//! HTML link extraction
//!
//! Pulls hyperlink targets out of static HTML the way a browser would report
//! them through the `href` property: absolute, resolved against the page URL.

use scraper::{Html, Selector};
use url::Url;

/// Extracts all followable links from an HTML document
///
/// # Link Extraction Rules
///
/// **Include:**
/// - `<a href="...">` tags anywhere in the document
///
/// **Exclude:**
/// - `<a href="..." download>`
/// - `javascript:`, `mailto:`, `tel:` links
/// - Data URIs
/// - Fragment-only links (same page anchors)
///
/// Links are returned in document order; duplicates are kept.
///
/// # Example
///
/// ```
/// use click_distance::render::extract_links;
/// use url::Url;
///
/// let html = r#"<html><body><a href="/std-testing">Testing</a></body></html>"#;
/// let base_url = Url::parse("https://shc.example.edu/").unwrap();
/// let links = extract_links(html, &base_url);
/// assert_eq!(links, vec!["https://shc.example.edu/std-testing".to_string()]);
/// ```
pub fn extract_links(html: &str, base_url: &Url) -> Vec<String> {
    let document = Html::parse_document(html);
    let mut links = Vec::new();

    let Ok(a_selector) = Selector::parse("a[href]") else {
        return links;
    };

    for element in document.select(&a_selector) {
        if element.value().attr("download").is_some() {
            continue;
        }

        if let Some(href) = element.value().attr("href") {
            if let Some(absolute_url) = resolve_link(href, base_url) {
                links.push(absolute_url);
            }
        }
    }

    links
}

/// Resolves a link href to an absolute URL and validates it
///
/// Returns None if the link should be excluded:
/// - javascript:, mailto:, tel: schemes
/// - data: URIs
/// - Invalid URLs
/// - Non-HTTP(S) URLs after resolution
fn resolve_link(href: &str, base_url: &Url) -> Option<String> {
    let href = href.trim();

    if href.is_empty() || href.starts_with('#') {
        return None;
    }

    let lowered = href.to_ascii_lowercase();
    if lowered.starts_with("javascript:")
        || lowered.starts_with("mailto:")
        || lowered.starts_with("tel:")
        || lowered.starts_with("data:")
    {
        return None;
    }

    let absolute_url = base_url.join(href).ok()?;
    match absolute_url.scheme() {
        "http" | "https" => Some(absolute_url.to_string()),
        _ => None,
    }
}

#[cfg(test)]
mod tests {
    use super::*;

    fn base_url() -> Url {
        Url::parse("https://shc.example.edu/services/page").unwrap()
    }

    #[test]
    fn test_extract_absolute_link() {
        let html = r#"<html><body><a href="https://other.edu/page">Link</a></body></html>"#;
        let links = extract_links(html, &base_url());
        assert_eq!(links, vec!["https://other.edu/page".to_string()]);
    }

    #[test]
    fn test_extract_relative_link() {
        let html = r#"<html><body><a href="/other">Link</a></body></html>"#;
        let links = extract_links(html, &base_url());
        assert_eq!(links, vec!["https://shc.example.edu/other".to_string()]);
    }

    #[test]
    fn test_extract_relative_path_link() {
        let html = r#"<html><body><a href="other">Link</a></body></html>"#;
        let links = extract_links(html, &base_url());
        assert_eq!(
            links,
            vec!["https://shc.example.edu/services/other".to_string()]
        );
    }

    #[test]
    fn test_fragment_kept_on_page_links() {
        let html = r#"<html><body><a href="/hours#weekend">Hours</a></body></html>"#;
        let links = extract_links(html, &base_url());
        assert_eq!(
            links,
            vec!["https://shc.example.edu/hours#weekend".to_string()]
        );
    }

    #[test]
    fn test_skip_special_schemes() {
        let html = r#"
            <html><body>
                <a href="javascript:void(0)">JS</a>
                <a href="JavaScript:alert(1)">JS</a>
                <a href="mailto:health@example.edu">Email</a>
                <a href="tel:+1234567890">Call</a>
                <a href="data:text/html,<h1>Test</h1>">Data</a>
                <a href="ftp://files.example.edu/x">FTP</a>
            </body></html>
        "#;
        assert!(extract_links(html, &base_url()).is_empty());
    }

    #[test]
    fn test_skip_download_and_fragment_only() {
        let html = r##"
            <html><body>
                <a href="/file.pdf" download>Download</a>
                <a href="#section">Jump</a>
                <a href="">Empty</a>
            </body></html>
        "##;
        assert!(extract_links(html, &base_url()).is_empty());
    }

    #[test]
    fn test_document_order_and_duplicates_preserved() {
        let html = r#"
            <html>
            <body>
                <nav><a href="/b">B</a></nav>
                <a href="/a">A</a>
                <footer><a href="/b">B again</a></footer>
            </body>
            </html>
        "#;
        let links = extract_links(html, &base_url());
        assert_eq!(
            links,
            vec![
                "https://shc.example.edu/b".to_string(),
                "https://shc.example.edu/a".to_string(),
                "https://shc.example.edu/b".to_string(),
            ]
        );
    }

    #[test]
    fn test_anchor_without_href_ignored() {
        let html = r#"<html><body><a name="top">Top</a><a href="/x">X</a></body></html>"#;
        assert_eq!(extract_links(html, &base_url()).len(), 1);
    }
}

····················

> WORK TO COMPLETE
The full listing above is to be copied exactly, line for line.

> EXERCISE ANSWER
//! HTML link extraction
//!
//! Pulls hyperlink targets out of static HTML the way a browser would report
//! them through the `href` property: absolute, resolved against the page URL.

use scraper::{Html, Selector};
use url::Url;

/// Extracts all followable links from an HTML document
///
/// # Link Extraction Rules
///
/// **Include:**
/// - `<a href="...">` tags anywhere in the document
///
/// **Exclude:**
/// - `<a href="..." download>`
/// - `javascript:`, `mailto:`, `tel:` links
/// - Data URIs
/// - Fragment-only links (same page anchors)
///
/// Links are returned in document order; duplicates are kept.
///
/// # Example
///
/// ```
/// use click_distance::render::extract_links;
/// use url::Url;
///
/// let html = r#"<html><body><a href="/std-testing">Testing</a></body></html>"#;
/// let base_url = Url::parse("https://shc.example.edu/").unwrap();
/// let links = extract_links(html, &base_url);
/// assert_eq!(links, vec!["https://shc.example.edu/std-testing".to_string()]);
/// ```
pub fn extract_links(html: &str, base_url: &Url) -> Vec<String> {
    let document = Html::parse_document(html);
    let mut links = Vec::new();

    let Ok(a_selector) = Selector::parse("a[href]") else {
        return links;
    };

    for element in document.select(&a_selector) {
        if element.value().attr("download").is_some() {
            continue;
        }

        if let Some(href) = element.value().attr("href") {
            if let Some(absolute_url) = resolve_link(href, base_url) {
                links.push(absolute_url);
            }
        }
    }

    links
}

/// Resolves a link href to an absolute URL and validates it
///
/// Returns None if the link should be excluded:
/// - javascript:, mailto:, tel: schemes
/// - data: URIs
/// - Invalid URLs
/// - Non-HTTP(S) URLs after resolution
fn resolve_link(href: &str, base_url: &Url) -> Option<String> {
    let href = href.trim();

    if href.is_empty() || href.starts_with('#') {
        return None;
    }

    let lowered = href.to_ascii_lowercase();
    if lowered.starts_with("javascript:")
        || lowered.starts_with("mailto:")
        || lowered.starts_with("tel:")
        || lowered.starts_with("data:")
    {
        return None;
    }

    let absolute_url = base_url.join(href).ok()?;
    match absolute_url.scheme() {
        "http" | "https" => Some(absolute_url.to_string()),
        _ => None,
    }
}

#[cfg(test)]
mod tests {
    use super::*;

    fn base_url() -> Url {
        Url::parse("https://shc.example.edu/services/page").unwrap()
    }

    #[test]
    fn test_extract_absolute_link() {
        let html = r#"<html><body><a href="https://other.edu/page">Link</a></body></html>"#;
        let links = extract_links(html, &base_url());
        assert_eq!(links, vec!["https://other.edu/page".to_string()]);
    }

    #[test]
    fn test_extract_relative_link() {
        let html = r#"<html><body><a href="/other">Link</a></body></html>"#;
        let links = extract_links(html, &base_url());
        assert_eq!(links, vec!["https://shc.example.edu/other".to_string()]);
    }

    #[test]
    fn test_extract_relative_path_link() {
        let html = r#"<html><body><a href="other">Link</a></body></html>"#;
        let links = extract_links(html, &base_url());
        assert_eq!(
            links,
            vec!["https://shc.example.edu/services/other".to_string()]
        );
    }

    #[test]
    fn test_fragment_kept_on_page_links() {
        let html = r#"<html><body><a href="/hours#weekend">Hours</a></body></html>"#;
        let links = extract_links(html, &base_url());
        assert_eq!(
            links,
            vec!["https://shc.example.edu/hours#weekend".to_string()]
        );
    }

    #[test]
    fn test_skip_special_schemes() {
        let html = r#"
            <html><body>
                <a href="javascript:void(0)">JS</a>
                <a href="JavaScript:alert(1)">JS</a>
                <a href="mailto:health@example.edu">Email</a>
                <a href="tel:+1234567890">Call</a>
                <a href="data:text/html,<h1>Test</h1>">Data</a>
                <a href="ftp://files.example.edu/x">FTP</a>
            </body></html>
        "#;
        assert!(extract_links(html, &base_url()).is_empty());
    }

    #[test]
    fn test_skip_download_and_fragment_only() {
        let html = r##"
            <html><body>
                <a href="/file.pdf" download>Download</a>
                <a href="#section">Jump</a>
                <a href="">Empty</a>
            </body></html>
        "##;
        assert!(extract_links(html, &base_url()).is_empty());
    }

    #[test]
    fn test_document_order_and_duplicates_preserved() {
        let html = r#"
            <html>
            <body>
                <nav><a href="/b">B</a></nav>
                <a href="/a">A</a>
                <footer><a href="/b">B again</a></footer>
            </body>
            </html>
        "#;
        let links = extract_links(html, &base_url());
        assert_eq!(
            links,
            vec![
                "https://shc.example.edu/b".to_string(),
                "https://shc.example.edu/a".to_string(),
                "https://shc.example.edu/b".to_string(),
            ]
        );
    }

    #[test]
    fn test_anchor_without_href_ignored() {
        let html = r#"<html><body><a name="top">Top</a><a href="/x">X</a></body></html>"#;
        assert_eq!(extract_links(html, &base_url()).len(), 1);
    }
}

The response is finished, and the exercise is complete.